The performance was edited by percussionist Shawn Crahan and Phil Richardson. Crahan explained that he didn't have an outline when he began editing; to the disbelief of others closest to him, he watched all the footage, to find the most appropriate footage to help immerse the viewer in the show. Additional content on the two-disc set includes all music videos by the band at the time of release and, in audio form, "Purity", which was removed from Slipknot for legal reasons. The DVD also gives the ability to the viewer to use the remote to change the viewing angle during "Disasterpiece" and to view individual band member mask cameras during "People=Shit" and "The Heretic Anthem".

==Reception==

Disasterpieces was well received by critics. Kirk Miller of Rolling Stone complimented the multitude of camera angles and quick edits, which take "advantage of the masked metal giants' sprawling live show". Ottawa XPress reviewer Mitch Joel wrote that the sound was "mixed perfectly ... [making] songs like 'People = Shit', 'Spit It Out' and 'Surfacing' rocket". He concluded, "Disasterpieces is an awesome and all-embracing package."

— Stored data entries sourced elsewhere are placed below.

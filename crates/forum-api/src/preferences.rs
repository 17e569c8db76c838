use axum::{
    Extension, Json,
    extract::State,
    http::StatusCode,
    response::IntoResponse,
};

use forum_types::api::{Claims, DisplayPreferencesRequest, LastReadRequest};

use crate::auth::AppState;
use crate::error::ApiError;

pub async fn get_preferences(
    State(state): State<AppState>,
    Extension(claims): Extension<Claims>,
) -> Result<impl IntoResponse, ApiError> {
    let prefs = state
        .forum
        .blocking(move |forum| forum.preferences(&claims.sub))
        .await?;
    Ok(Json(prefs))
}

/// Merge the given display settings into the stored ones.
pub async fn update_display(
    State(state): State<AppState>,
    Extension(claims): Extension<Claims>,
    Json(req): Json<DisplayPreferencesRequest>,
) -> Result<impl IntoResponse, ApiError> {
    let prefs = state
        .forum
        .blocking(move |forum| {
            forum.set_display_preferences(&claims.sub, req.dark_mode, req.notifications)
        })
        .await?;
    Ok(Json(prefs))
}

/// Always succeeds; a failed write is logged by the service.
pub async fn update_last_read(
    State(state): State<AppState>,
    Extension(claims): Extension<Claims>,
    Json(req): Json<LastReadRequest>,
) -> Result<impl IntoResponse, ApiError> {
    state
        .forum
        .blocking(move |forum| {
            forum.update_last_read(&claims.sub, req.message_id);
            Ok(())
        })
        .await?;
    Ok(StatusCode::NO_CONTENT)
}
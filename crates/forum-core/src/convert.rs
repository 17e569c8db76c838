//! Row -> model conversion. Corrupt scalar fields are logged and replaced
//! with a neutral value; whole-document tolerance decisions live with the
//! services that read the documents.

use std::str::FromStr;

use chrono::{DateTime, Utc};
use forum_db::models::{AnnouncementRow, MessageRow, PreferencesRow, ReportRow, UserRow};
use forum_db::parse_timestamp;
use forum_types::models::{
    Announcement, AnnouncementKind, Audience, Message, Priority, Report, ReportStatus, User,
    UserPreferences,
};
use tracing::{debug, warn};
use uuid::Uuid;

pub(crate) fn timestamp(raw: &str, field: &str, owner: &str) -> DateTime<Utc> {
    parse_timestamp(raw).unwrap_or_else(|| {
        warn!("Corrupt {} '{}' on '{}'", field, raw, owner);
        DateTime::<Utc>::default()
    })
}

fn opt_timestamp(raw: Option<&str>, field: &str, owner: &str) -> Option<DateTime<Utc>> {
    raw.map(|r| timestamp(r, field, owner))
}

fn id_list(raw: &str, field: &str, owner: &str) -> Vec<Uuid> {
    match serde_json::from_str::<Vec<String>>(raw) {
        Ok(ids) => ids.iter().filter_map(|id| id.parse().ok()).collect(),
        Err(e) => {
            warn!("Corrupt {} on '{}': {}", field, owner, e);
            Vec::new()
        }
    }
}

fn tag<T: FromStr + Copy>(raw: &str, fallback: T, owner: &str) -> T
where
    T::Err: std::fmt::Display,
{
    raw.parse().unwrap_or_else(|e| {
        warn!("Corrupt tag on '{}': {}", owner, e);
        fallback
    })
}

pub(crate) fn user(row: UserRow) -> User {
    User {
        created_at: timestamp(&row.created_at, "created_at", &row.address),
        last_seen: timestamp(&row.last_seen, "last_seen", &row.address),
        address: row.address,
        username: row.username,
        is_orb_verified: row.is_orb_verified,
        profile_picture_url: row.profile_picture_url,
        message_count: row.message_count,
        reputation: row.reputation,
    }
}

/// `None` for a malformed document: no usable id, author, handle or text.
pub(crate) fn message(row: MessageRow) -> Option<Message> {
    let id: Uuid = match row.id.parse() {
        Ok(id) => id,
        Err(e) => {
            debug!("Dropping message with corrupt id '{}': {}", row.id, e);
            return None;
        }
    };

    let (author, username, text) = match (row.author_id, row.username, row.text) {
        (Some(a), Some(u), Some(t)) if !a.is_empty() && !u.is_empty() && !t.is_empty() => (a, u, t),
        _ => {
            debug!("Dropping malformed message document '{}'", row.id);
            return None;
        }
    };

    let owner = row.id.as_str();
    Some(Message {
        id,
        author,
        username,
        is_orb_verified: row.is_orb_verified,
        profile_picture_url: row.profile_picture_url,
        text,
        created_at: timestamp(&row.created_at, "created_at", owner),
        upvotes: row.upvotes,
        downvotes: row.downvotes,
        report_count: row.report_count,
        reply_to: row.reply_to.as_deref().and_then(|r| r.parse().ok()),
        replies: id_list(&row.replies, "replies", owner),
        is_edited: row.is_edited,
        edited_at: opt_timestamp(row.edited_at.as_deref(), "edited_at", owner),
    })
}

pub(crate) fn report(row: ReportRow) -> Option<Report> {
    let id = row.id.parse().ok()?;
    let message_id = row.message_id.parse().ok()?;
    let owner = row.id.as_str();
    Some(Report {
        id,
        message_id,
        status: tag(&row.status, ReportStatus::Pending, owner),
        created_at: timestamp(&row.created_at, "created_at", owner),
        reviewed_at: opt_timestamp(row.reviewed_at.as_deref(), "reviewed_at", owner),
        reporter: row.reporter_id,
        reporter_username: row.reporter_username,
        reason: row.reason,
        reviewed_by: row.reviewed_by,
        notes: row.notes,
    })
}

pub(crate) fn announcement(row: AnnouncementRow) -> Option<Announcement> {
    let id = row.id.parse().ok()?;
    let owner = row.id.as_str();
    let styling = row.styling.as_deref().and_then(|raw| {
        serde_json::from_str(raw)
            .map_err(|e| warn!("Corrupt styling on announcement '{}': {}", owner, e))
            .ok()
    });
    Some(Announcement {
        id,
        kind: tag(&row.kind, AnnouncementKind::Info, owner),
        priority: tag(&row.priority, Priority::Normal, owner),
        audience: tag(&row.audience, Audience::All, owner),
        is_active: row.is_active,
        is_dismissible: row.is_dismissible,
        auto_hide: row.auto_hide,
        hide_after_secs: row.hide_after_secs.and_then(|s| u64::try_from(s).ok()),
        start_date: opt_timestamp(row.start_date.as_deref(), "start_date", owner),
        end_date: opt_timestamp(row.end_date.as_deref(), "end_date", owner),
        styling,
        created_at: timestamp(&row.created_at, "created_at", owner),
        updated_at: timestamp(&row.updated_at, "updated_at", owner),
        content: row.content,
    })
}

pub(crate) fn preferences(row: PreferencesRow) -> UserPreferences {
    let owner = row.user_id.as_str();
    UserPreferences {
        dark_mode: row.dark_mode,
        notifications: row.notifications,
        last_read_message_id: row.last_read_message_id.as_deref().and_then(|m| m.parse().ok()),
        last_read_at: opt_timestamp(row.last_read_at.as_deref(), "last_read_at", owner),
        dismissed_announcements: id_list(&row.dismissed_announcements, "dismissed_announcements", owner),
        last_updated: timestamp(&row.last_updated, "last_updated", owner),
        user: row.user_id,
    }
}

Disasterpieces peaked at number three in the Billboard Top Music Videos chart and rose to number one in Finland. On January 6, 2003, the RIAA certified Disasterpieces platinum in the United States, and it was declared quadruple platinum on November 18, 2005.

It was honored with a 2002 Metal Edge Readers' Choice Award for DVD/Home Video of the Year.

Professional ratings
Review scores
| Source | Rating |
| Ottawa XPress | link |
| Rolling Stone | link |

==Contents==

Disc one: The Music Video Film
- Live at London Arena (February 16, 2002)
1. "(515)"
2. "People = Shit"
3. "Liberate"
4. "Left Behind"
5. "Eeyore"
6. Set-Up
7. "Disasterpiece"
8. Soundcheck
9. "Purity"
10. "Gently"
11. "Sid Solo"
12. "Eyeless"
13. In-Store [Paris]
14. "Joey Drum Solo"
15. Mask Cams
16. "My Plague"
17. "New Abortion"
18. "The Heretic Anthem"
19. "Spit It Out"
20. "Wait and Bleed"
21. It Begins
22. "742617000027"
23. "(sic)"
24. "Surfacing"

Disc two: Music Videos
- "My Plague" (New Abuse mix)
- "Left Behind"
- "Wait and Bleed" (original cut)
- "Wait and Bleed" (animated version)
- "Spit It Out"
- "Purity" (audio only)

==Personnel==
Aside from their real names, members of the band are also referred to by numbers zero through eight.

Slipknot
- (#0) Sid Wilson – turntables
- (#1) Joey Jordison – drums, mixing
- (#2) Paul Gray – bass, backing vocals
- (#3) Chris Fehn – percussion, backing vocals
- (#4) Jim Root – guitars
- (#5) Craig Jones – samples, media
- (#6) Shawn Crahan – percussion, backing vocals, editing
- (#7) Mick Thomson – guitars
- (#8) Corey Taylor – lead vocals

Production team
- Matthew Amos – director
- Gerard Schmidt – interstitials director
- Phil Richardson – editing
- Morgan-William Turner – special features editing
- Colin Richardson – mixing
- Ted Jensen – mastering
- Mr. Scott Design – package layout
- Matthew Dillon – DVD producer
- David "Lee" Rath – DVD project coordinator
- Monte Conner – A&R

==Certifications==

| Region | Certification | Certified units/sales |
| Canada (Music Canada) | 3× Platinum | 30,000^{^} |
| Germany (BVMI) | Gold | 25,000^{^} |
| United Kingdom (BPI) | Gold | 25,000^{^} |
| United States (RIAA) | 4× Platinum | 400,000^{^} |
^{^} Shipments figures based on certification alone.